Cuatro niños muertos en una playa

Fuente: http://www.elmundo.es

ENRIC GONZÁLEZ Actualizado: 20/07/2014 01:27 horas

Homenaje del artista israelí Amir Schiby a los cuatro niños muertos por el ejército israelí.

Lo que ven aquí es una imagen poética, un homenaje a cuatro niños muertos en una playa. Lo que no ven es la mierda. Ese mar dorado, para empezar, es una cloaca, porque en Gaza no hay depuradoras y los residuos de millón y medio de personas (la densidad de población más alta del mundo) van directamente al agua. Los niños, ya saben, eran palestinos. Según ciertas opiniones, a los niños palestinos no los matan los bombardeos israelíes, sino el partido islamista Hamas, que los utiliza como escudos humanos. Esos cuatro niños debían ejercer como escudos humanos en una playa que contenía un chamizo y unos botes, objetivos militares estratégicos. Sobre el valor de esos pequeños cadáveres se ha discutido estos días. Para algunos valen mucho, porque los destrozó una bomba israelí. Si la bomba hubiera sido siria y hubieran nacido en Alepo, se habrían devaluado al instante. Por supuesto, esos niños no valían ni de lejos lo que un niño israelí. Los muertos no son iguales, su valor depende de la nacionalidad, la religión y la mano que los mata. Eso también es mierda y tampoco se ve en la imagen.

Que paren la guerra, dirán las buenas almas. Bueno. Pero en Gaza no hay guerra. Lo que hay es la enésima operación de castigo contra una población desesperada, encerrada (parece que a perpetuidad) en un campo de concentración y gobernada por unos fanáticos ineptos cuyos dos argumentos políticos consisten en el odio a Israel (quien vive en una cárcel tiende a votar contra sus carceleros) y en un apetito por la corrupción mucho menor que el de Fatah, el partido palestino que gobierna en Cisjordania. No puede llamarse guerra a un conflicto en el que por cada muerto de un lado se cuentan 100 muertos del otro. Hablamos de guerra, sin embargo. Igual que Israel, cuyo ejército puede ventilarse a cualquier otro ejército de Oriente Próximo en dos bocados, habla de amenazas a su existencia. Hablamos aún de «territorios palestinos», cuando solo quedan ya Gaza y algunos enclaves, pequeños bantustanes, en el área ocupada y devorada por Israel. Las palabras, en este caso, sirven para disimular la mierda.
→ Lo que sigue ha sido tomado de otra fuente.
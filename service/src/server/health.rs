//! Liveness endpoint.

use axum::{Json, http::StatusCode};
use serde::Serialize;

/// Health check response.
#[derive(Debug, Serialize)]
pub struct HealthResponse {
    /// Always `UP` while the process serves requests
    pub status: String,
    /// Service version
    pub version: String,
}

/// Returns 200 while the server is running. Dependencies are not checked.
///
/// ```bash
/// curl http://localhost:8081/health
/// # {"status":"UP","version":"0.1.0"}
/// ```
pub async fn health_check() -> (StatusCode, Json<HealthResponse>) {
    tracing::debug!("Health check");
    (
        StatusCode::OK,
        Json(HealthResponse {
            status: "UP".to_string(),
            version: env!("CARGO_PKG_VERSION").to_string(),
        }),
    )
}
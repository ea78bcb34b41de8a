//! Redis-based flight cache.
//!
//! # Architecture
//!
//! Flights are stored with:
//! - **Key**: `flight:{flight_id}` → JSON-serialized `Flight`
//! - **TTL**: fixed per cache instance, 15 minutes by default
//!
//! Audit fields are not part of the JSON form, so cached copies never carry them.
//!
//! # Example
//!
//! ```no_run
//! use flights_redis::RedisFlightCache;
//! use std::time::Duration;
//!
//! # async fn example() -> Result<(), Box<dyn std::error::Error>> {
//! let cache = RedisFlightCache::new("redis://127.0.0.1:6379", Duration::from_secs(900)).await?;
//! # Ok(())
//! # }
//! ```

use flights_core::cache::{CacheError, FlightCache};
use flights_core::flight::{Flight, FlightId};
use redis::aio::ConnectionManager;
use redis::{AsyncCommands, Client, RedisError};
use std::future::Future;
use std::pin::Pin;
use std::time::Duration;

/// Default entry lifetime.
pub const DEFAULT_TTL: Duration = Duration::from_secs(15 * 60);

/// Flight cache over a Redis `ConnectionManager`.
///
/// Clones share the same connection manager.
#[derive(Clone)]
pub struct RedisFlightCache {
    conn_manager: ConnectionManager,
    ttl: Duration,
}

impl RedisFlightCache {
    /// Connect to Redis.
    ///
    /// # Errors
    ///
    /// Returns [`CacheError::Connection`] if the URL is malformed or the server
    /// cannot be reached.
    pub async fn new(redis_url: &str, ttl: Duration) -> Result<Self, CacheError> {
        let client = Client::open(redis_url)
            .map_err(|e| CacheError::Connection(format!("invalid Redis URL: {e}")))?;

        let conn_manager = ConnectionManager::new(client).await.map_err(|e| {
            CacheError::Connection(format!("failed to create Redis connection manager: {e}"))
        })?;

        tracing::info!(ttl_seconds = ttl.as_secs(), "Redis flight cache connected");

        Ok(Self::from_manager(conn_manager, ttl))
    }

    /// Wrap an existing connection manager.
    #[must_use]
    pub const fn from_manager(conn_manager: ConnectionManager, ttl: Duration) -> Self {
        Self { conn_manager, ttl }
    }

    /// Entry lifetime
    #[must_use]
    pub const fn ttl(&self) -> Duration {
        self.ttl
    }

    /// Redis key for a flight.
    #[must_use]
    pub fn key_for(id: FlightId) -> String {
        format!("flight:{id}")
    }

    /// Round-trip a `PING`.
    ///
    /// # Errors
    ///
    /// Returns [`CacheError`] if the server does not answer.
    pub async fn ping(&self) -> Result<(), CacheError> {
        let mut conn = self.conn_manager.clone();
        let _: String = redis::cmd("PING")
            .query_async(&mut conn)
            .await
            .map_err(|e| classify(&e))?;
        Ok(())
    }

    async fn get(&self, id: FlightId) -> Result<Option<Flight>, CacheError> {
        let mut conn = self.conn_manager.clone();
        let key = Self::key_for(id);

        let value: Option<String> = conn.get(&key).await.map_err(|e| {
            record("get", "error");
            classify(&e)
        })?;

        let Some(value) = value else {
            record("get", "miss");
            tracing::debug!(flight_id = %id, "Flight cache miss");
            return Ok(None);
        };

        let flight = serde_json::from_str(&value).map_err(|e| {
            record("get", "decode_error");
            CacheError::Serialization(e.to_string())
        })?;

        record("get", "hit");
        tracing::debug!(flight_id = %id, "Flight cache hit");
        Ok(Some(flight))
    }

    async fn set(&self, flight: &Flight) -> Result<(), CacheError> {
        let mut conn = self.conn_manager.clone();
        let key = Self::key_for(flight.id);

        let value = serde_json::to_string(flight).map_err(|e| {
            record("set", "encode_error");
            CacheError::Serialization(e.to_string())
        })?;

        let _: () = conn
            .set_ex(&key, value, self.ttl.as_secs().max(1))
            .await
            .map_err(|e| {
                record("set", "error");
                classify(&e)
            })?;

        record("set", "success");
        Ok(())
    }
}

impl FlightCache for RedisFlightCache {
    fn get_flight(
        &self,
        id: FlightId,
    ) -> Pin<Box<dyn Future<Output = Result<Option<Flight>, CacheError>> + Send + '_>> {
        Box::pin(self.get(id))
    }

    fn set_flight<'a>(
        &'a self,
        flight: &'a Flight,
    ) -> Pin<Box<dyn Future<Output = Result<(), CacheError>> + Send + 'a>> {
        Box::pin(self.set(flight))
    }
}

/// Split transport failures from command failures.
fn classify(error: &RedisError) -> CacheError {
    if error.is_io_error()
        || error.is_connection_refusal()
        || error.is_connection_dropped()
        || error.is_timeout()
    {
        CacheError::Connection(error.to_string())
    } else {
        CacheError::Command(error.to_string())
    }
}

fn record(operation: &'static str, result: &'static str) {
    metrics::counter!(
        "flights_cache_operations_total",
        "operation" => operation,
        "result" => result
    )
    .increment(1);
}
Es inútil cualquier cosa que se diga de los cuatro niños, del balón y de la muerte. Nada va a cambiar. Israel seguirá lanzando bombas, a veces más, a veces menos. Habrá nuevos cadáveres. Se mantendrá esa política presuntamente compasiva por la que Israel avisa con antelación a los gazatíes: evacúen su casa, vamos a destruirla y con ella todas sus pertenencias, vamos a destruir su vida, pero a ustedes les dejaremos vivos para que su futuro consista en humillación y resentimiento. En algo ha de notarse que Israel es la única democracia de Oriente Próximo, ¿no? Y Hamás seguirá comprando misiles para matar lo que pueda. Lo interesante del caso consiste en que cada episodio del conflicto, que no guerra, refuerza lo peor de ambos bandos. Ni todos los israelíes se sientan a merendar en la colina para aplaudir las explosiones en Gaza, ni todos los palestinos sueñan con baños de sangre. Por desgracia, cada vez hay más de los unos y de los otros.

Lejos de Gaza, lejos de Hebrón, lejos de esos pudrideros humanos, habrá que escuchar una y otra vez a quienes exigen una negociación de paz «sin condiciones» entre quienes lo tienen ya todo y quienes se han quedado sin nada. Una gran mierda, y disculpen la insistencia.